(Task requirements) List each line of the data that holds the word "DeliveryReceipt".

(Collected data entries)
+-------+
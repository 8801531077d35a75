use async_trait::async_trait;
use reqwest::RequestBuilder;
use serde_json::Value;
use std::sync::Arc;
use std::time::Duration;

use crate::config::CrmConfig;
use crate::crm_adapter::{CrmAdapter, CrmContact, PlaceholderIdentity};
use crate::delivery::{DeliveryError, DeliveryReceipt, LeadDestination};
use crate::errors::AppError;
use crate::models::LeadRecord;

/// How requests to the CRM are authenticated.
pub trait CrmAuth: Send + Sync {
    fn authorize(&self, request: RequestBuilder) -> RequestBuilder;
}

/// `Authorization: Bearer <token>`.
pub struct BearerToken(pub String);

impl CrmAuth for BearerToken {
    fn authorize(&self, request: RequestBuilder) -> RequestBuilder {
        request.bearer_auth(&self.0)
    }
}

/// API key in a custom header.
pub struct ApiKeyHeader {
    pub header: String,
    pub key: String,
}

impl CrmAuth for ApiKeyHeader {
    fn authorize(&self, request: RequestBuilder) -> RequestBuilder {
        request.header(self.header.as_str(), &self.key)
    }
}

/// Client for the CRM contacts API.
#[derive(Clone)]
pub struct CrmClient {
    client: reqwest::Client,
    base_url: String,
    auth: Arc<dyn CrmAuth>,
    api_version: Option<String>,
    adapter: CrmAdapter,
    timeout: Duration,
}

impl CrmClient {
    /// Creates a new `CrmClient`.
    ///
    /// # Arguments
    ///
    /// * `config` - CRM section of the application config. `auth_header`
    ///   selects header-key auth; otherwise the key is sent as a bearer token.
    pub fn new(config: &CrmConfig) -> Result<Self, AppError> {
        let auth: Arc<dyn CrmAuth> = match config.auth_header {
            Some(ref header) => Arc::new(ApiKeyHeader {
                header: header.clone(),
                key: config.api_key.clone(),
            }),
            None => Arc::new(BearerToken(config.api_key.clone())),
        };
        let adapter = CrmAdapter::new(Arc::new(PlaceholderIdentity), config.location_id.clone());
        Self::with_parts(config, auth, adapter)
    }

    /// Creates a client with an explicit auth strategy and adapter.
    pub fn with_parts(
        config: &CrmConfig,
        auth: Arc<dyn CrmAuth>,
        adapter: CrmAdapter,
    ) -> Result<Self, AppError> {
        let client = reqwest::Client::builder()
            .timeout(config.timeout)
            .build()
            .map_err(|e| AppError::ExternalApiError(format!("Failed to create CRM client: {}", e)))?;

        Ok(Self {
            client,
            base_url: config.base_url.clone(),
            auth,
            api_version: config.api_version.clone(),
            adapter,
            timeout: config.timeout,
        })
    }

    fn prepare(&self, request: RequestBuilder) -> RequestBuilder {
        let request = self.auth.authorize(request);
        match self.api_version {
            Some(ref version) => request.header("Version", version),
            None => request,
        }
    }

    async fn send(&self, request: RequestBuilder) -> Result<Value, DeliveryError> {
        let response = self
            .prepare(request)
            .send()
            .await
            .map_err(|e| DeliveryError::from_reqwest(e, self.timeout))?;

        let status = response.status().as_u16();
        let body = response
            .text()
            .await
            .unwrap_or_else(|_| "Unknown error".to_string());

        if (200..300).contains(&status) {
            return Ok(serde_json::from_str(&body).unwrap_or(Value::Null));
        }

        let is_duplicate = status == 409
            || ((status == 400 || status == 422) && body.to_lowercase().contains("duplicate"));
        if is_duplicate {
            return Err(DeliveryError::Duplicate {
                existing_id: existing_contact_id(&body),
            });
        }

        Err(DeliveryError::from_status(status, body))
    }

    /// Creates a contact, returning its id when the CRM reports one.
    ///
    /// # Returns
    ///
    /// * `Result<Option<String>, DeliveryError>` - `Duplicate` when the contact exists.
    pub async fn create_contact(&self, contact: &CrmContact) -> Result<Option<String>, DeliveryError> {
        let url = format!("{}/contacts/", self.base_url);
        let data = self.send(self.client.post(&url).json(contact)).await?;
        Ok(contact_id(&data))
    }

    pub async fn update_contact(
        &self,
        contact_id: &str,
        contact: &CrmContact,
    ) -> Result<(), DeliveryError> {
        let url = format!("{}/contacts/{}", self.base_url, contact_id);
        // Location is fixed at creation and rejected on update.
        let contact = CrmContact {
            location_id: None,
            ..contact.clone()
        };
        self.send(self.client.put(&url).json(&contact)).await?;
        Ok(())
    }
}

fn contact_id(data: &Value) -> Option<String> {
    data.pointer("/contact/id")
        .or_else(|| data.get("id"))
        .and_then(Value::as_str)
        .map(str::to_string)
}

fn existing_contact_id(body: &str) -> Option<String> {
    let data: Value = serde_json::from_str(body).ok()?;
    data.pointer("/meta/contactId")
        .or_else(|| data.get("contactId"))
        .and_then(Value::as_str)
        .map(str::to_string)
}

#[async_trait]
impl LeadDestination for CrmClient {
    async fn deliver(&self, lead: &LeadRecord) -> Result<DeliveryReceipt, DeliveryError> {
        let contact = self.adapter.to_contact(lead);
        tracing::info!("Creating CRM contact for lead {}", lead.lead_id);

        match self.create_contact(&contact).await {
            Ok(id) => Ok(DeliveryReceipt { reference: id }),
            Err(DeliveryError::Duplicate {
                existing_id: Some(id),
            }) => {
                tracing::info!(
                    "CRM contact {} already exists for lead {}, updating",
                    id,
                    lead.lead_id
                );
                self.update_contact(&id, &contact).await?;
                Ok(DeliveryReceipt {
                    reference: Some(id),
                })
            }
            Err(e) => Err(e),
        }
    }

    /// Auth failures and unresolvable duplicates fail the same way every time.
    fn is_retryable(&self, error: &DeliveryError) -> bool {
        !matches!(
            error,
            DeliveryError::Unauthorized { .. } | DeliveryError::Duplicate { .. }
        )
    }
}

#[cfg(test)]
mod tests {
    use super::*;

    #[test]
    fn test_existing_contact_id_locations() {
        assert_eq!(
            existing_contact_id(r#"{"message":"duplicate","meta":{"contactId":"abc"}}"#),
            Some("abc".to_string())
        );
        assert_eq!(
            existing_contact_id(r#"{"contactId":"xyz"}"#),
            Some("xyz".to_string())
        );
        assert_eq!(existing_contact_id("duplicate contact"), None);
    }

    #[test]
    fn test_contact_id_from_create_response() {
        let data = serde_json::json!({"contact": {"id": "c-1"}});
        assert_eq!(contact_id(&data), Some("c-1".to_string()));
        assert_eq!(contact_id(&serde_json::json!({"id": "c-2"})), Some("c-2".to_string()));
        assert_eq!(contact_id(&Value::Null), None);
    }

    #[test]
    fn test_auth_and_duplicates_are_terminal() {
        let client = CrmClient::new(&CrmConfig {
            base_url: "https://crm.example.com".to_string(),
            api_key: "key".to_string(),
            auth_header: None,
            api_version: None,
            location_id: None,
            timeout: Duration::from_secs(1),
        })
        .unwrap();

        assert!(!client.is_retryable(&DeliveryError::from_status(401, "nope")));
        assert!(!client.is_retryable(&DeliveryError::Duplicate { existing_id: None }));
        assert!(client.is_retryable(&DeliveryError::from_status(503, "later")));
        assert!(client.is_retryable(&DeliveryError::Transport("reset".to_string())));
    }
}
+-------+
(Task result)
use crate::delivery::{DeliveryError, DeliveryReceipt, LeadDestination};
    async fn deliver(&self, lead: &LeadRecord) -> Result<DeliveryReceipt, DeliveryError> {
            Ok(id) => Ok(DeliveryReceipt { reference: id }),
                Ok(DeliveryReceipt {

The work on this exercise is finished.